Каждый умерший – загадка вечности. И эта человеческая загадка в черном гробу не отвечала людям на вопросы, которые задавал сам богослов всего за два, три дня до смерти:
О смерть, всесильная, немая!Твой след – могилы без конца!Увы, ужели жизнь земнаяМоя увянет, как трава?Ужели мысль, что к небу смелоСтремится, сгинет, наконец?Иль купит дух страданьем телаСебе бессмертия венец?..В комнате появились две женские фигуры. Мы знаем обеих, то были фея Печали и посланница Счастья. Они склонились над умершим.
– Ну, – сказала Печаль, – много счастья принесли твои калоши людям?
– Что ж, вот этому человеку, что лежит тут, они дали вечное счастье! – ответила Радость.
– Нет! – сказала Печаль. – Он ушел из мира сам, без зова свыше! Его духовные силы не развились и не окрепли еще настолько, чтобы он мог унаследовать те небесные сокровища, которые были ему уготованы. Я окажу ему благодеяние!

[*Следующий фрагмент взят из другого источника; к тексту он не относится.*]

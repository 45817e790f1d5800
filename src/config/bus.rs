//! Delivery configuration shared by every node of one bus.

use serde::Deserialize;
use std::time::Duration;

use super::error::ValidationError;

const MAX_LOCK_TIME_SECS: u64 = 86_400;
const MAX_SUCCEED_EXPIRE_HOURS: u64 = 87_600;
const MAX_START_RETRY_AFTER_SECS: u64 = 30 * 86_400;
const MAX_INTERVAL_SECS: u64 = 7 * 86_400;
const MAX_COMMIT_TIMEOUT_SECS: u64 = 86_400;
const MAX_SUPERVISOR_BACKOFF_MS: u64 = 3_600_000;

/// Bus options. Immutable once loaded; passed to constructors by value or `Arc`.
#[derive(Debug, Clone, Deserialize, PartialEq, Eq)]
pub struct BusConfig {
    /// Logical partition key; every record and query is scoped to it.
    #[serde(default = "default_environment")]
    pub environment: String,

    /// Lease duration in seconds. Must exceed worst-case handling latency.
    #[serde(default = "default_lock_time")]
    pub lock_time_secs: u64,

    /// How long `Succeeded` records are kept before cleanup.
    #[serde(default = "default_succeed_expire_hours")]
    pub succeed_expire_hours: u64,

    /// Minimum record age before the retry coordinator picks it up.
    #[serde(default = "default_start_retry_after")]
    pub start_retry_after_secs: u64,

    /// Attempt ceiling; records at this retry count are abandoned.
    #[serde(default = "default_retry_failed_max")]
    pub retry_failed_max: u32,

    /// Retry poll batch size.
    #[serde(default = "default_retry_limit_count")]
    pub retry_limit_count: usize,

    #[serde(default = "default_retry_interval")]
    pub retry_interval_secs: u64,

    #[serde(default = "default_expiry_interval")]
    pub expiry_interval_secs: u64,

    /// How long a publish waits for its transaction to conclude before
    /// leaving the record to the retry coordinator.
    #[serde(default = "default_commit_timeout")]
    pub transaction_commit_timeout_secs: u64,

    #[serde(default = "default_supervisor_max_restarts")]
    pub supervisor_max_restarts: u32,

    #[serde(default = "default_supervisor_backoff")]
    pub supervisor_backoff_ms: u64,
}

impl BusConfig {
    /// Default options for the given partition.
    pub fn for_environment(environment: impl Into<String>) -> Self {
        Self {
            environment: environment.into(),
            ..Default::default()
        }
    }

    pub fn lock_time(&self) -> Duration {
        Duration::from_secs(self.lock_time_secs)
    }

    pub fn retry_interval(&self) -> Duration {
        Duration::from_secs(self.retry_interval_secs)
    }

    pub fn expiry_interval(&self) -> Duration {
        Duration::from_secs(self.expiry_interval_secs)
    }

    pub fn transaction_commit_timeout(&self) -> Duration {
        Duration::from_secs(self.transaction_commit_timeout_secs)
    }

    pub fn supervisor_backoff(&self) -> Duration {
        Duration::from_millis(self.supervisor_backoff_ms)
    }

    /// Validate bus configuration
    pub fn validate(&self) -> Result<(), ValidationError> {
        if self.environment.trim().is_empty() {
            return Err(ValidationError::MissingRequired("bus.environment"));
        }
        if self.lock_time_secs == 0 {
            return Err(ValidationError::InvalidLockTime);
        }
        if self.succeed_expire_hours == 0 {
            return Err(ValidationError::InvalidDuration("bus.succeed_expire_hours"));
        }
        if self.retry_interval_secs == 0 {
            return Err(ValidationError::InvalidDuration("bus.retry_interval_secs"));
        }
        if self.expiry_interval_secs == 0 {
            return Err(ValidationError::InvalidDuration("bus.expiry_interval_secs"));
        }
        if self.retry_limit_count == 0 {
            return Err(ValidationError::InvalidBatchSize);
        }
        if self.retry_failed_max == 0 {
            return Err(ValidationError::InvalidRetryCeiling);
        }

        let bounds = [
            ("bus.lock_time_secs", self.lock_time_secs, MAX_LOCK_TIME_SECS),
            ("bus.succeed_expire_hours", self.succeed_expire_hours, MAX_SUCCEED_EXPIRE_HOURS),
            ("bus.start_retry_after_secs", self.start_retry_after_secs, MAX_START_RETRY_AFTER_SECS),
            ("bus.retry_interval_secs", self.retry_interval_secs, MAX_INTERVAL_SECS),
            ("bus.expiry_interval_secs", self.expiry_interval_secs, MAX_INTERVAL_SECS),
            (
                "bus.transaction_commit_timeout_secs",
                self.transaction_commit_timeout_secs,
                MAX_COMMIT_TIMEOUT_SECS,
            ),
            ("bus.supervisor_backoff_ms", self.supervisor_backoff_ms, MAX_SUPERVISOR_BACKOFF_MS),
        ];
        for (field, value, max) in bounds {
            if value > max {
                return Err(ValidationError::OutOfRange { field, max });
            }
        }
        Ok(())
    }
}

impl Default for BusConfig {
    fn default() -> Self {
        Self {
            environment: default_environment(),
            lock_time_secs: default_lock_time(),
            succeed_expire_hours: default_succeed_expire_hours(),
            start_retry_after_secs: default_start_retry_after(),
            retry_failed_max: default_retry_failed_max(),
            retry_limit_count: default_retry_limit_count(),
            retry_interval_secs: default_retry_interval(),
            expiry_interval_secs: default_expiry_interval(),
            transaction_commit_timeout_secs: default_commit_timeout(),
            supervisor_max_restarts: default_supervisor_max_restarts(),
            supervisor_backoff_ms: default_supervisor_backoff(),
        }
    }
}

fn default_environment() -> String {
    "Production".to_string()
}

fn default_lock_time() -> u64 {
    110
}

fn default_succeed_expire_hours() -> u64 {
    72
}

fn default_start_retry_after() -> u64 {
    300
}

fn default_retry_failed_max() -> u32 {
    60
}

fn default_retry_limit_count() -> usize {
    100
}

fn default_retry_interval() -> u64 {
    60
}

fn default_expiry_interval() -> u64 {
    3600
}

fn default_commit_timeout() -> u64 {
    60
}

fn default_supervisor_max_restarts() -> u32 {
    5
}

fn default_supervisor_backoff() -> u64 {
    1000
}

#[cfg(test)]
mod tests {
    use super::*;

    #[test]
    fn test_bus_config_defaults() {
        let config = BusConfig::default();
        assert_eq!(config.environment, "Production");
        assert_eq!(config.lock_time_secs, 110);
        assert_eq!(config.succeed_expire_hours, 72);
        assert_eq!(config.start_retry_after_secs, 300);
        assert_eq!(config.retry_failed_max, 60);
        assert_eq!(config.retry_limit_count, 100);
        assert!(config.validate().is_ok());
    }

    #[test]
    fn test_for_environment_keeps_other_defaults() {
        let config = BusConfig::for_environment("Staging");
        assert_eq!(config.environment, "Staging");
        assert_eq!(config.lock_time(), Duration::from_secs(110));
    }

    #[test]
    fn test_validation_blank_environment() {
        let config = BusConfig::for_environment("  ");
        assert!(matches!(
            config.validate(),
            Err(ValidationError::MissingRequired("bus.environment"))
        ));
    }

    #[test]
    fn test_validation_zero_lock_time() {
        let config = BusConfig {
            lock_time_secs: 0,
            ..Default::default()
        };
        assert!(matches!(
            config.validate(),
            Err(ValidationError::InvalidLockTime)
        ));
    }

    #[test]
    fn test_validation_zero_intervals_and_batches() {
        let zero_interval = BusConfig {
            retry_interval_secs: 0,
            ..Default::default()
        };
        assert!(zero_interval.validate().is_err());

        let zero_batch = BusConfig {
            retry_limit_count: 0,
            ..Default::default()
        };
        assert!(matches!(
            zero_batch.validate(),
            Err(ValidationError::InvalidBatchSize)
        ));

        let zero_ceiling = BusConfig {
            retry_failed_max: 0,
            ..Default::default()
        };
        assert!(matches!(
            zero_ceiling.validate(),
            Err(ValidationError::InvalidRetryCeiling)
        ));
    }

    #[test]
    fn test_validation_rejects_oversized_durations() {
        let huge_lease = BusConfig {
            lock_time_secs: u64::MAX,
            ..Default::default()
        };
        assert!(matches!(
            huge_lease.validate(),
            Err(ValidationError::OutOfRange {
                field: "bus.lock_time_secs",
                ..
            })
        ));

        let huge_expiry = BusConfig {
            succeed_expire_hours: u64::MAX,
            ..Default::default()
        };
        assert!(matches!(
            huge_expiry.validate(),
            Err(ValidationError::OutOfRange {
                field: "bus.succeed_expire_hours",
                ..
            })
        ));

        let huge_backoff = BusConfig {
            supervisor_backoff_ms: u64::MAX,
            ..Default::default()
        };
        assert!(huge_backoff.validate().is_err());
    }

    #[test]
    fn test_validation_accepts_values_at_the_bounds() {
        let config = BusConfig {
            lock_time_secs: MAX_LOCK_TIME_SECS,
            succeed_expire_hours: MAX_SUCCEED_EXPIRE_HOURS,
            start_retry_after_secs: MAX_START_RETRY_AFTER_SECS,
            ..Default::default()
        };
        assert!(config.validate().is_ok());
    }
}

И она стащила с ног умершего калоши. Смертный сон был прерван, и воскресший встал. Печаль исчезла, а с ней и калоши. Она, должно быть, сочла их своей собственностью.
Принцесса на горошине
Жил-был принц, и хотелось ему взять за себя тоже принцессу, только настоящую. Вот он и объездил весь свет, а такой что-то не находилось. Принцесс-то было вволю, да были ли они настоящие? До этого он никак добраться не мог; так и вернулся домой ни с чем и очень горевал, – уж очень ему хотелось достать настоящую принцессу.
Раз вечером разыгралась непогода: молния так и сверкала, гром гремел, а дождь лил как из ведра; ужас что такое!

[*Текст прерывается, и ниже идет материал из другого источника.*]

//! Message delivery status.

use serde::{Deserialize, Serialize};
use std::fmt;
use std::str::FromStr;

use crate::domain::foundation::{StateMachine, ValidationError};

/// Delivery status of a published or received message record.
///
/// `None` is never persisted; read-side filters use it to mean "any status".
#[derive(Debug, Clone, Copy, PartialEq, Eq, PartialOrd, Ord, Hash, Serialize, Deserialize, Default)]
pub enum MessageStatus {
    #[default]
    None,
    Scheduled,
    Succeeded,
    Failed,
}

impl MessageStatus {
    /// Statuses a stored record can hold, in display order.
    pub const STORED: [MessageStatus; 3] = [
        MessageStatus::Scheduled,
        MessageStatus::Succeeded,
        MessageStatus::Failed,
    ];

    /// Whether the retry coordinator may pick up a record in this status.
    pub fn is_retryable(&self) -> bool {
        matches!(self, MessageStatus::Scheduled | MessageStatus::Failed)
    }

    /// Whether this value filters nothing when used as a search criterion.
    pub fn is_any(&self) -> bool {
        matches!(self, MessageStatus::None)
    }

    pub fn as_str(&self) -> &'static str {
        match self {
            MessageStatus::None => "None",
            MessageStatus::Scheduled => "Scheduled",
            MessageStatus::Succeeded => "Succeeded",
            MessageStatus::Failed => "Failed",
        }
    }
}

impl fmt::Display for MessageStatus {
    fn fmt(&self, f: &mut fmt::Formatter<'_>) -> fmt::Result {
        f.write_str(self.as_str())
    }
}

impl FromStr for MessageStatus {
    type Err = ValidationError;

    fn from_str(s: &str) -> Result<Self, Self::Err> {
        match s.trim().to_ascii_lowercase().as_str() {
            "" | "none" => Ok(MessageStatus::None),
            "scheduled" => Ok(MessageStatus::Scheduled),
            "succeeded" => Ok(MessageStatus::Succeeded),
            "failed" => Ok(MessageStatus::Failed),
            other => Err(ValidationError::invalid_format(
                "status",
                format!("unknown status '{}'", other),
            )),
        }
    }
}

impl StateMachine for MessageStatus {
    fn can_transition_to(&self, target: &Self) -> bool {
        self.valid_transitions().contains(target)
    }

    fn valid_transitions(&self) -> Vec<Self> {
        match self {
            MessageStatus::None => vec![MessageStatus::Scheduled],
            MessageStatus::Scheduled | MessageStatus::Failed => {
                vec![MessageStatus::Succeeded, MessageStatus::Failed]
            }
            MessageStatus::Succeeded => vec![],
        }
    }
}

Вдруг в городские ворота постучали, и старый король пошел отворять.
У ворот стояла принцесса. Боже мой, на что она была похожа! Вода бежала с ее волос и платья прямо в носки башмаков и вытекала из пяток, а она все-таки уверяла, что она настоящая принцесса!
«Ну, уж это мы узнаем!» – подумала старая королева, но не сказала ни слова и пошла в спальню. Там она сняла с постели все тюфяки и подушки и положила на доски горошину; поверх горошины постлала двадцать тюфяков, а еще сверху двадцать пуховиков. На эту постель и уложили принцессу на ночь. Утром ее спросили, как она почивала.
– Ах, очень дурно! – сказала принцесса. – Я почти глаз не сомкнула! Бог знает что у меня была за постель! Я лежала на чем-то таком твердом, что у меня все тело теперь в синяках! Просто ужасно!
Тут-то все и увидали, что она была настоящею принцессой! Она почувствовала горошину через сорок тюфяков и пуховиков, – такою деликатною особой могла быть только настоящая принцесса.
И принц женился на ней. Теперь он знал, что берет за себя настоящую принцессу! А горошину отправили в кунсткамеру; там она и лежит, если только никто ее не украл. Знай, что история эта истинная!
Ганс Чурбан
Старая история, пересказанная вновь
Была в одной деревне старая усадьба, а у старика владельца ее было два сына, да таких умных, что и вполовину было бы хорошо. Они собирались посвататься к королевне; это было можно, – она сама объявила, что выберет себе в мужья человека, который лучше всех сумеет постоять за себя в разговоре.
Оба брата готовились к испытанию целую неделю, – больше времени у них не было, да и того было довольно: знания у них ведь имелись, а это важнее всего. Один знал наизусть весь латинский словарь и местную газету за три года – одинаково хорошо мог пересказывать и с начала, и с конца. Другой основательно изучил все цеховые правила и все, что должен знать цеховой старшина; значит, ему ничего не стоило рассуждать и о государственных делах, – думал он. Кроме того, он умел вышивать подтяжки, – вот какой был искусник!
– Уж я-то добуду королевскую дочь! – говорили и тот и другой.
И вот отец дал каждому по прекрасному коню: тому, что знал наизусть словарь и газеты, вороного, а тому, что обладал государственным умом и вышивал подтяжки, белого. Затем братья смазали себе уголки рта рыбьим жиром, чтобы рот быстрее и легче открывался, и собрались в путь. Все слуги высыпали на двор поглядеть, как молодые господа сядут на лошадей. Вдруг является третий брат, – всего-то их было трое, да третьего никто и не считал: далеко ему было до своих ученых братьев, и звали его попросту Ганс Чурбан.